▶ **PROBLEM TO SOLVE**:
When the string "Casual" occurs in a line of the listing below, return that line.

▶ **RECORD SET**:

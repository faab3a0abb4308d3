use std::sync::LazyLock;

use regex::Regex;

use crate::parser::document::{text_of, SourceDocument};
use crate::parser::text::{clean_ws, slugify};

static CHEVRON_RE: LazyLock<Regex> = LazyLock::new(|| Regex::new(r"\s*›\s*").unwrap());
static SEGMENT_RE: LazyLock<Regex> = LazyLock::new(|| Regex::new(r"\s*>\s*").unwrap());

const BREADCRUMBS: &str = "#wayfinding-breadcrumbs_feature_div, #wayfinding-breadcrumbs_container";

/// Breadcrumb trail as `A > B > C`, or empty.
pub fn extract(doc: &SourceDocument) -> String {
    doc.select_first(BREADCRUMBS)
        .and_then(text_of)
        .map(|t| CHEVRON_RE.replace_all(&t, " > ").into_owned())
        .unwrap_or_default()
}

/// Breadcrumb segments with adjacent repeats collapsed (case-insensitive).
pub fn path(category: &str) -> Vec<String> {
    if category.is_empty() {
        return Vec::new();
    }
    let t = category.replace('›', ">");
    let mut out: Vec<String> = Vec::new();
    for seg in SEGMENT_RE.split(&t).map(clean_ws).filter(|s| !s.is_empty()) {
        if out.last().is_some_and(|last| last.to_lowercase() == seg.to_lowercase()) {
            continue;
        }
        out.push(seg);
    }
    out
}

pub fn slug(path: &[String]) -> String {
    path.iter().map(|p| slugify(p)).collect::<Vec<_>>().join("/")
}

#[cfg(test)]
mod tests {
    use super::*;
    use std::path::Path;

    #[test]
    fn breadcrumb_text() {
        let html = r#"<div id="wayfinding-breadcrumbs_feature_div"><ul>
            <li><a>Clothing, Shoes &amp; Jewelry</a></li><li>›</li>
            <li><a>Women</a></li><li>›</li><li><a>Dresses</a></li></ul></div>"#;
        let doc = SourceDocument::from_text(Path::new("x.html"), html.to_string());
        assert_eq!(extract(&doc), "Clothing, Shoes & Jewelry > Women > Dresses");
    }

    #[test]
    fn path_collapses_repeats() {
        let p = path("Women > women > Dresses › Dresses > Casual");
        assert_eq!(p, vec!["Women", "Dresses", "Casual"]);
        assert!(path("").is_empty());
    }

    #[test]
    fn slug_joins_segments() {
        let p = path("Clothing, Shoes & Jewelry > Women > Dresses");
        assert_eq!(slug(&p), "clothing-shoes-jewelry/women/dresses");
        assert_eq!(slug(&[]), "");
    }
}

▶ **RESPONSE TO THIS TASK**:
        let p = path("Women > women > Dresses › Dresses > Casual");
        assert_eq!(p, vec!["Women", "Dresses", "Casual"]);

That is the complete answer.